In Taleb’s Incerto books he makes the point in several places that our tendency to embed everything in narratives is a trap in our thinking.
Ian Stewart and Jack Cohen, in their marvelous discussions of science and philosophy in alternate chapters of Terry Pratchett’s Science of Discworld series suggest that humans, whose species is sometimes called Pan sapiens (intelligent ape), really ought to be called Pan narrans (story-telling ape), because we humans embed everything in narratives.
Taleb makes the same point several times in his Incerto books. We humans do use narratives to embed our understandings about the world around us. We put everything into narratives, even scientific theories, and then because the narratives “make sense” to us (after all, we constructed the narrative in the first place to tie things together in what appears to us to be a logical way), we believe them. Even if in fact there was no narrative to what we observed, but just random behavior, or coincidence. This is, for example, the genesis of many conspiracy theories.
One of Taleb’s examples is the ubiquitous commentator explanation for any movement in the stock market. “The market rose 0.01% today on higher trade figures”, or “The market fell 10 points today on worries about inflation”, when in fact these are no more that random movements in the averages that need no explanation at all.
(Aside: Many years ago I was in the long and slow registration line for a computer conference. In front me were two young Asian lads who worked for a hedge fund. Talking to them I discovered that their hedge fund used a sophisticated and complex AI to make stock picks. No one understood quite how the AI made its decisions - increasingly a problem these days with AI systems - so their job was to find a convincing explanation for each pick that they could tell their investors.)
Of course since the world is so immensely complex, our simple narratives are often wrong, or at best incomplete, however much we may believe them. But once we have our observations structured into a coherent narrative, it gets very hard to account for observations that don’t fit our narrative; we tend to ignore them or explain them away rather than adjust the narrative. That is the trap. It takes a special and rare discipline to just observe events unjudgementally without succumbing to the temptation to embed them in a narrative, to “explain” them.
This is evident in the media, who cast everything into a narrative, as interesting and attention-grabbing a narrative as they can manage, because that gets as many readers as possible. And once the media sets the narrative, most of the public adopts that narrative and then argues about it. Media narratives have to be simple, because most readers don’t have the attention span or interest to follow a complex narrative. Since real-life events are never simple, real-life people have complex agendas and motives, and real-life events almost always have many and complex causes, that means the media narrative is almost certainly incomplete, if not completely wrong. But it becomes what the public believes.

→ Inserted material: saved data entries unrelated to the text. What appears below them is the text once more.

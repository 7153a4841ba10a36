//! Tree-walking evaluator.
//!
//! Executes statements against a chain of lexically scoped environments,
//! writing `print` output to a caller-supplied sink. `return` is modeled as
//! a control-flow result variant that statements propagate upward until a
//! call site consumes it, rather than as a host-level exception.

use std::cell::RefCell;
use std::collections::HashMap;
use std::error::Error;
use std::fmt;
use std::io;
use std::io::prelude::*;
use std::rc::Rc;

use crate::ast::{BinOp, Expr, LiteralValue, Stmt, UnaryOp};
use crate::intern::Symbol;

/// A runtime value.
#[derive(Debug, Clone)]
pub enum Value {
    Nil,
    Bool(bool),
    Number(f64),
    Str(Rc<str>),
    Closure(Rc<Closure>),
}

/// A function value: formal parameters, a body, and the environment captured
/// at the point of declaration.
pub struct Closure {
    pub name: Symbol,
    params: Rc<Vec<Symbol>>,
    body: Rc<Stmt>,
    env: Rc<Env>,
}

// The captured environment is omitted: a closure stored in its own capture
// scope would otherwise send Debug into a cycle.
impl fmt::Debug for Closure {
    fn fmt(&self, f: &mut fmt::Formatter<'_>) -> fmt::Result {
        f.debug_struct("Closure")
            .field("name", &self.name)
            .field("params", &self.params)
            .finish_non_exhaustive()
    }
}

impl PartialEq for Value {
    fn eq(&self, other: &Self) -> bool {
        match (self, other) {
            (Value::Nil, Value::Nil) => true,
            (Value::Bool(l), Value::Bool(r)) => l == r,
            (Value::Number(l), Value::Number(r)) => l == r,
            (Value::Str(l), Value::Str(r)) => l == r,
            (Value::Closure(l), Value::Closure(r)) => Rc::ptr_eq(l, r),
            _ => false,
        }
    }
}

impl Value {
    /// Only `nil` and `false` are falsy.
    pub fn is_truthy(&self) -> bool {
        !matches!(self, Value::Nil | Value::Bool(false))
    }
}

impl fmt::Display for Value {
    fn fmt(&self, f: &mut fmt::Formatter<'_>) -> fmt::Result {
        match self {
            Value::Nil => write!(f, "nil"),
            Value::Bool(b) => write!(f, "{}", b),
            // Integral numbers print without a decimal point, unlike the
            // token-literal form produced by the scanner.
            Value::Number(n) => write!(f, "{}", n),
            Value::Str(s) => write!(f, "{}", s),
            Value::Closure(c) => write!(f, "<fn {}>", c.name),
        }
    }
}

/// Outcome of executing a statement.
enum Flow {
    Normal,
    Return(Value),
}

#[derive(Debug)]
pub enum RuntimeError {
    DivisionByZero,
    ExpectedNumber,
    AddMismatch,
    UndefinedVariable(String),
    NotCallable,
    WrongArgumentCount,
    TopLevelReturn,
    Io(io::Error),
}

impl Error for RuntimeError {
    fn source(&self) -> Option<&(dyn Error + 'static)> {
        match self {
            RuntimeError::Io(e) => Some(e),
            _ => None,
        }
    }
}

impl fmt::Display for RuntimeError {
    fn fmt(&self, f: &mut fmt::Formatter<'_>) -> fmt::Result {
        match self {
            RuntimeError::DivisionByZero => write!(f, "Division by zero"),
            RuntimeError::ExpectedNumber => write!(f, "Expected number"),
            RuntimeError::AddMismatch => write!(f, "Can only add numbers or strings"),
            RuntimeError::UndefinedVariable(name) => {
                write!(f, "Undefined variable: \"{}\"", name)
            }
            RuntimeError::NotCallable => write!(f, "Callee must be a function."),
            RuntimeError::WrongArgumentCount => write!(f, "Incorrect number of arguments."),
            RuntimeError::TopLevelReturn => write!(f, "Cannot return from top-level code."),
            RuntimeError::Io(e) => write!(f, "I/O error: {}", e),
        }
    }
}

impl From<io::Error> for RuntimeError {
    fn from(e: io::Error) -> RuntimeError {
        RuntimeError::Io(e)
    }
}

/// Executes statements against a global environment that lives as long as
/// the evaluator, so successive [`Evaluator::interpret`] calls share state.
#[derive(Debug)]
pub struct Evaluator<'t, W: Write> {
    output: &'t mut W,
    globals: Rc<Env>,
}

impl<'a, W: Write> Evaluator<'a, W> {
    /// Creates an evaluator with a fresh global environment.
    pub fn new(output: &'a mut W) -> Evaluator<'a, W> {
        Evaluator {
            output,
            globals: Env::new(),
        }
    }

    /// Execute the statements in order, stopping at the first runtime error.
    ///
    /// A `return` that reaches the top level is a runtime error.
    pub fn interpret(&mut self, stmts: &[Stmt]) -> Result<(), RuntimeError> {
        match self.eval_stmts(stmts, self.globals.clone())? {
            Flow::Normal => Ok(()),
            Flow::Return(_) => Err(RuntimeError::TopLevelReturn),
        }
    }

    /// Evaluate a single expression against the global environment.
    pub fn eval_expression(&mut self, expr: &Expr) -> Result<Value, RuntimeError> {
        self.eval_expr(expr, self.globals.clone())
    }

    fn eval_stmts(&mut self, stmts: &[Stmt], env: Rc<Env>) -> Result<Flow, RuntimeError> {
        for stmt in stmts {
            match self.eval_stmt(stmt, env.clone())? {
                Flow::Normal => (),
                ret => return Ok(ret),
            }
        }
        Ok(Flow::Normal)
    }

    fn eval_stmt(&mut self, stmt: &Stmt, env: Rc<Env>) -> Result<Flow, RuntimeError> {
        match stmt {
            Stmt::Expr(e) => {
                self.eval_expr(e, env)?;
                Ok(Flow::Normal)
            }
            Stmt::Print(e) => {
                let v = self.eval_expr(e, env)?;
                writeln!(self.output, "{}", v)?;
                Ok(Flow::Normal)
            }
            Stmt::VarDecl(name, init) => {
                let val = match init {
                    Some(e) => self.eval_expr(e, env.clone())?,
                    None => Value::Nil,
                };
                env.declare(name, val);
                Ok(Flow::Normal)
            }
            Stmt::FunDecl(name, params, body) => {
                let closure = Closure {
                    name: name.clone(),
                    params: params.clone(),
                    body: body.clone(),
                    env: env.clone(),
                };
                env.declare(name, Value::Closure(Rc::new(closure)));
                Ok(Flow::Normal)
            }
            Stmt::Block(stmts) => self.eval_stmts(stmts, Env::with_parent(env)),
            Stmt::If(cond, then_branch, else_branch) => {
                if self.eval_expr(cond, env.clone())?.is_truthy() {
                    self.eval_stmt(then_branch, env)
                } else if let Some(else_branch) = else_branch {
                    self.eval_stmt(else_branch, env)
                } else {
                    Ok(Flow::Normal)
                }
            }
            Stmt::While(cond, body) => {
                while self.eval_expr(cond, env.clone())?.is_truthy() {
                    match self.eval_stmt(body, env.clone())? {
                        Flow::Normal => (),
                        ret => return Ok(ret),
                    }
                }
                Ok(Flow::Normal)
            }
            Stmt::Return(e) => Ok(Flow::Return(self.eval_expr(e, env)?)),
        }
    }

    fn eval_expr(&mut self, expr: &Expr, env: Rc<Env>) -> Result<Value, RuntimeError> {
        match expr {
            Expr::Literal(lit) => Ok(match lit {
                LiteralValue::Nil => Value::Nil,
                LiteralValue::Bool(b) => Value::Bool(*b),
                LiteralValue::Number(n) => Value::Number(*n),
                LiteralValue::Str(s) => Value::Str(Rc::from(s.as_str())),
            }),
            Expr::Group(e) => self.eval_expr(e, env),
            Expr::Variable(name) => env
                .get(name)
                .ok_or_else(|| RuntimeError::UndefinedVariable(name.name().to_owned())),
            Expr::Assign(name, rhs) => {
                let val = self.eval_expr(rhs, env.clone())?;
                env.assign(name, val.clone())?;
                Ok(val)
            }
            Expr::Unary(UnaryOp::Not, child) => {
                let v = self.eval_expr(child, env)?;
                Ok(Value::Bool(!v.is_truthy()))
            }
            Expr::Unary(UnaryOp::Neg, child) => match self.eval_expr(child, env)? {
                Value::Number(n) => Ok(Value::Number(-n)),
                _ => Err(RuntimeError::ExpectedNumber),
            },
            Expr::Binary(BinOp::And, lhs, rhs) => {
                let left = self.eval_expr(lhs, env.clone())?;
                if !left.is_truthy() {
                    return Ok(left);
                }
                self.eval_expr(rhs, env)
            }
            Expr::Binary(BinOp::Or, lhs, rhs) => {
                let left = self.eval_expr(lhs, env.clone())?;
                if left.is_truthy() {
                    return Ok(left);
                }
                self.eval_expr(rhs, env)
            }
            Expr::Binary(op, lhs, rhs) => {
                let left = self.eval_expr(lhs, env.clone())?;
                let right = self.eval_expr(rhs, env)?;
                eval_binary(*op, left, right)
            }
            Expr::Call(callee, args) => {
                let callee = self.eval_expr(callee, env.clone())?;
                let mut evaluated = Vec::with_capacity(args.len());
                for arg in args {
                    evaluated.push(self.eval_expr(arg, env.clone())?);
                }
                self.call(callee, evaluated)
            }
        }
    }

    /// Bind arguments in a fresh scope under the closure's captured
    /// environment and run the body. The call's result is the value carried
    /// by a `return`, or `nil` if the body completes without one.
    fn call(&mut self, callee: Value, args: Vec<Value>) -> Result<Value, RuntimeError> {
        let closure = match callee {
            Value::Closure(c) => c,
            _ => return Err(RuntimeError::NotCallable),
        };
        if args.len() != closure.params.len() {
            return Err(RuntimeError::WrongArgumentCount);
        }

        let call_env = Env::with_parent(closure.env.clone());
        for (param, arg) in closure.params.iter().zip(args) {
            call_env.declare(param, arg);
        }
        match self.eval_stmt(&closure.body, call_env)? {
            Flow::Return(v) => Ok(v),
            Flow::Normal => Ok(Value::Nil),
        }
    }
}

fn eval_binary(op: BinOp, left: Value, right: Value) -> Result<Value, RuntimeError> {
    match op {
        BinOp::Add => match (left, right) {
            (Value::Number(l), Value::Number(r)) => Ok(Value::Number(l + r)),
            (Value::Str(l), Value::Str(r)) => Ok(Value::Str(format!("{}{}", l, r).into())),
            _ => Err(RuntimeError::AddMismatch),
        },
        BinOp::Sub => {
            let (l, r) = number_operands(left, right)?;
            Ok(Value::Number(l - r))
        }
        BinOp::Mul => {
            let (l, r) = number_operands(left, right)?;
            Ok(Value::Number(l * r))
        }
        BinOp::Div => {
            let (l, r) = number_operands(left, right)?;
            if r == 0.0 {
                Err(RuntimeError::DivisionByZero)
            } else {
                Ok(Value::Number(l / r))
            }
        }
        BinOp::Greater => {
            let (l, r) = number_operands(left, right)?;
            Ok(Value::Bool(l > r))
        }
        BinOp::GreaterEqual => {
            let (l, r) = number_operands(left, right)?;
            Ok(Value::Bool(l >= r))
        }
        BinOp::Less => {
            let (l, r) = number_operands(left, right)?;
            Ok(Value::Bool(l < r))
        }
        BinOp::LessEqual => {
            let (l, r) = number_operands(left, right)?;
            Ok(Value::Bool(l <= r))
        }
        BinOp::Equal => Ok(Value::Bool(left == right)),
        BinOp::NotEqual => Ok(Value::Bool(left != right)),
        BinOp::And | BinOp::Or => unreachable!("short-circuit operators never reach eval_binary"),
    }
}

fn number_operands(left: Value, right: Value) -> Result<(f64, f64), RuntimeError> {
    match (left, right) {
        (Value::Number(l), Value::Number(r)) => Ok((l, r)),
        _ => Err(RuntimeError::ExpectedNumber),
    }
}

/// A lexical scope: bindings plus an optional parent, forming a chain.
///
/// Lookup walks the chain innermost-first. Declaration always writes the
/// innermost scope, shadowing outer bindings. Assignment updates the scope
/// where the name was declared and fails if there is none.
#[derive(Debug)]
struct Env {
    parent: Option<Rc<Env>>,
    bindings: RefCell<HashMap<Symbol, Value>>,
}

impl Env {
    fn new() -> Rc<Env> {
        Rc::new(Env {
            parent: None,
            bindings: RefCell::new(HashMap::new()),
        })
    }

    fn with_parent(parent: Rc<Env>) -> Rc<Env> {
        Rc::new(Env {
            parent: Some(parent),
            bindings: RefCell::new(HashMap::new()),
        })
    }

    fn declare(&self, name: &Symbol, val: Value) {
        self.bindings.borrow_mut().insert(name.clone(), val);
    }

    fn assign(&self, name: &Symbol, val: Value) -> Result<(), RuntimeError> {
        let mut bindings = self.bindings.borrow_mut();
        if let Some(slot) = bindings.get_mut(name) {
            *slot = val;
            Ok(())
        } else if let Some(parent) = self.parent.as_ref() {
            drop(bindings);
            parent.assign(name, val)
        } else {
            Err(RuntimeError::UndefinedVariable(name.name().to_owned()))
        }
    }

    fn get(&self, name: &Symbol) -> Option<Value> {
        match self.bindings.borrow().get(name) {
            Some(v) => Some(v.clone()),
            None => self.parent.as_ref().and_then(|p| p.get(name)),
        }
    }
}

And as I mentioned in my Incerto 2 posting several weeks ago, history is subject to this “narrative trap” as well. Historical events are the result of million or billions of major and minor precursor causes, ranging from major parliamentary decisions to the state of Napoleon’s hemorrhoids or whether Charles I had a fight with his wife before meeting with his advisors. Historians, being human, cast history as a relatively simple coherent and understandable narrative, picking out from the billions of real casual chains, many unknown, a few they select (probably based on their own cultural and educational biases) to “explain” the course of history. It makes a more readable and satisfying history, but it is at best highly incomplete, and perhaps wrong altogether, convincing as it may seem.